Hello, is there any example showing how to correctly setup XGBoost distributed training on Dask cluster?
I’m using AWS SageMaker training. I’m starting a scheduler on one of the EC2 instances, and then starting workers(dask-cuda-worker) on all instances. Then I create a client to connect to the scheduler, read parquet input, before starting training. The input parquet is in S3, ~48GB total, each part around 46MB. I’m using SageMaker’s distribution=“ShardedByS3Key” feature, which splits the parquet part files between the instances. However, I get errors like the following:
2022-12-28 18:23:46,163 - distributed.worker - WARNING - Compute Failed
Key: ('read-parquet-4c1cfa0cfd4211f054320374366c7a88', 95)
Function: subgraph_callable-f8208900-18f8-4845-b8e5-e73533ce
args: ({'piece': ('/opt/ml/input/data/train/part.382.parquet', None, None)})
kwargs: {}
Exception: "FileNotFoundError(2, 'No such file or directory')"
Looks like the worker tries to load files which aren’t present in that Ec2 instance. When I tried printing client.has_what(), I see the following:
{‘tcp://10.0.126.177:38723’: (“(‘getitem-bdead9887a4155209c76c6f5db0c8dfa’, 0)”, “(‘getitem-cb025737c36a128e1ed35fbea35e9f9d’, 0)”, …, “(‘getitem-1f0bac67347de86fc1ac691363232706’, 203)”, “(‘getitem-540d5c7fa3c021728445e4efed1d893a’, 203)”), ‘tcp://10.0.140.140:40423’: (), ‘tcp://10.0.154.212:44707’: (), ‘tcp://10.0.169.177:42301’: ()}
I have 4 workers(in 4 EC2 instances), so clearly some workers aren’t getting any tasks. I also tried distribution=“FullyReplicated” to have all the parts present in each instance, but I get out of memory errors, even when using a lot of GPUs.

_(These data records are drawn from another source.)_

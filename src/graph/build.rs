//! Graph construction from the contracts and links tables
//!
//! [`GraphBuilder::from_tables`] validates required columns and extracts
//! deduplicated records; [`GraphBuilder::build`] runs the two edge passes
//! and returns the finalized graph. Row-level defects (missing names,
//! non-positive values, unmatched tax ids) are skipped, never fatal.

use super::record::{ContractRecord, LinkRecord};
use super::store::ContractGraph;
use crate::table::{Table, TableResult};
use rustc_hash::{FxHashMap, FxHashSet};
use tracing::info;

/// Required columns of the contracts table
pub const COL_INSTITUTION: &str = "institution";
pub const COL_NAME: &str = "name";
pub const COL_TAX_ID: &str = "tax_id";
pub const COL_CONTRACT_VALUE: &str = "contract_value";

/// Validated, deduplicated inputs for one graph build
#[derive(Debug, Clone)]
pub struct GraphBuilder {
    contracts: Vec<ContractRecord>,
    links: Vec<LinkRecord>,
}

impl GraphBuilder {
    /// Validate both tables and extract their records
    ///
    /// Fails when the contracts table lacks any of `institution`, `name`,
    /// `tax_id`, `contract_value`, or the links table lacks `tax_id` or
    /// `name`. Links are deduplicated by (tax_id, name); contract rows
    /// collapse only when fully identical, so repeated awards between the
    /// same parties keep accumulating into the edge weight.
    pub fn from_tables(contracts: &Table, links: &Table) -> TableResult<Self> {
        let mut contracts = contract_records(contracts)?;
        let mut links = link_records(links)?;

        let mut seen_contracts = FxHashSet::default();
        contracts.retain(|r| {
            seen_contracts.insert((
                r.institution.clone(),
                r.vendor.clone(),
                r.tax_id.clone(),
                r.value.to_bits(),
            ))
        });

        let mut seen_links = FxHashSet::default();
        links.retain(|l| seen_links.insert((l.tax_id.clone(), l.alias.clone())));

        Ok(GraphBuilder { contracts, links })
    }

    /// Contract records after validation and dedup
    pub fn contracts(&self) -> &[ContractRecord] {
        &self.contracts
    }

    /// Link records after validation and dedup
    pub fn links(&self) -> &[LinkRecord] {
        &self.links
    }

    /// Build the contract graph
    ///
    /// Pass 1 adds a weighted edge per contract row with both parties
    /// present and a positive value, accumulating repeats. Pass 2 connects
    /// each link alias to every vendor already in the graph that shares
    /// its tax id.
    pub fn build(&self) -> ContractGraph {
        let mut graph = ContractGraph::new();

        for record in &self.contracts {
            if record.institution.is_empty() || record.vendor.is_empty() {
                continue;
            }
            if record.value <= 0.0 {
                continue;
            }
            graph.add_contract_edge(&record.institution, &record.vendor, record.value);
        }

        let mut by_tax_id: FxHashMap<&str, Vec<&ContractRecord>> = FxHashMap::default();
        for record in &self.contracts {
            if !record.tax_id.is_empty() {
                by_tax_id.entry(record.tax_id.as_str()).or_default().push(record);
            }
        }

        for link in &self.links {
            if link.tax_id.is_empty() || link.alias.is_empty() {
                continue;
            }
            let Some(matches) = by_tax_id.get(link.tax_id.as_str()) else {
                continue;
            };
            for record in matches {
                if record.vendor != link.alias && graph.contains_vertex(&record.vendor) {
                    graph.add_link_edge(&link.alias, &record.vendor);
                }
            }
        }

        info!(
            vertices = graph.vertex_count(),
            edges = graph.edge_count(),
            "contract graph built"
        );
        graph
    }
}

fn contract_records(table: &Table) -> TableResult<Vec<ContractRecord>> {
    let institution = table.require_column(COL_INSTITUTION)?;
    let vendor = table.require_column(COL_NAME)?;
    let tax_id = table.require_column(COL_TAX_ID)?;
    let value = table.require_column(COL_CONTRACT_VALUE)?;

    Ok(table
        .rows
        .iter()
        .map(|row| ContractRecord {
            institution: table.cell(row, institution).to_string(),
            vendor: table.cell(row, vendor).to_string(),
            tax_id: table.cell(row, tax_id).to_string(),
            value: parse_value(table.cell(row, value)),
        })
        .collect())
}

fn link_records(table: &Table) -> TableResult<Vec<LinkRecord>> {
    let tax_id = table.require_column(COL_TAX_ID)?;
    let alias = table.require_column(COL_NAME)?;

    Ok(table
        .rows
        .iter()
        .map(|row| LinkRecord {
            tax_id: table.cell(row, tax_id).to_string(),
            alias: table.cell(row, alias).to_string(),
        })
        .collect())
}

/// Parse a contract value; anything malformed or non-finite counts as 0.0
/// and is skipped by the positive-value filter.
fn parse_value(raw: &str) -> f64 {
    raw.trim()
        .parse::<f64>()
        .ok()
        .filter(|v| v.is_finite())
        .unwrap_or(0.0)
}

I think my code isn’t utilizing Dask to read partial data on each worker.
def start_daemons(master_ip, current_host_ip):
cmd_start_scheduler = os.path.join(DASK_PATH, "dask-scheduler")
cmd_start_worker = os.path.join(DASK_PATH, "dask-cuda-worker")
schedule_conn_string = "tcp://{ip}:".format(ip=master_ip) + str(SCHEDULER_PORT)
if master_ip == current_host_ip:
Popen([cmd_start_scheduler])
Popen([cmd_start_worker, "--no-dashboard", schedule_conn_string])
else:
Popen([cmd_start_worker, "--no-dashboard", schedule_conn_string])
def load_train_and_validation_parquet(train_path, valid_path):
train_df = dask_cudf.read_parquet(train_path)
valid_df = dask_cudf.read_parquet(valid_path)
y_train = train_df["label"]
X_train = train_df[train_df.columns.difference(["label"])]
y_valid = valid_df["label"]
X_valid = valid_df[valid_df.columns.difference(["label"])]
X_train, X_valid, y_train, y_valid = client.persist(
[X_train, X_valid, y_train, y_valid]
)
wait([X_train, X_valid, y_train, y_valid])
print(client.has_what())
return X_train, X_valid, y_train, y_valid
...
with Client(scheduler_addr) as client:
X_train, X_valid, y_train, y_valid = load_train_and_validation_parquet(args.train, args.validation)
dtrain = xgb.dask.DaskDMatrix(client, X_train, y_train)
dvalid = xgb.dask.DaskDMatrix(client, X_valid, y_valid)
output = xgb.dask.train(client,
train_hp,
dtrain,
num_boost_round=args.num_round,
evals=[(dvalid, 'Valid')])
if current_host_ip == master_host_ip:
booster = output['booster'] # booster is the trained model
history = output['history'] # A dictionary containing evaluation results
booster.save_model(args.model_dir + '/xgboost-model')
print('Training evaluation history:', history)
Thanks in advance!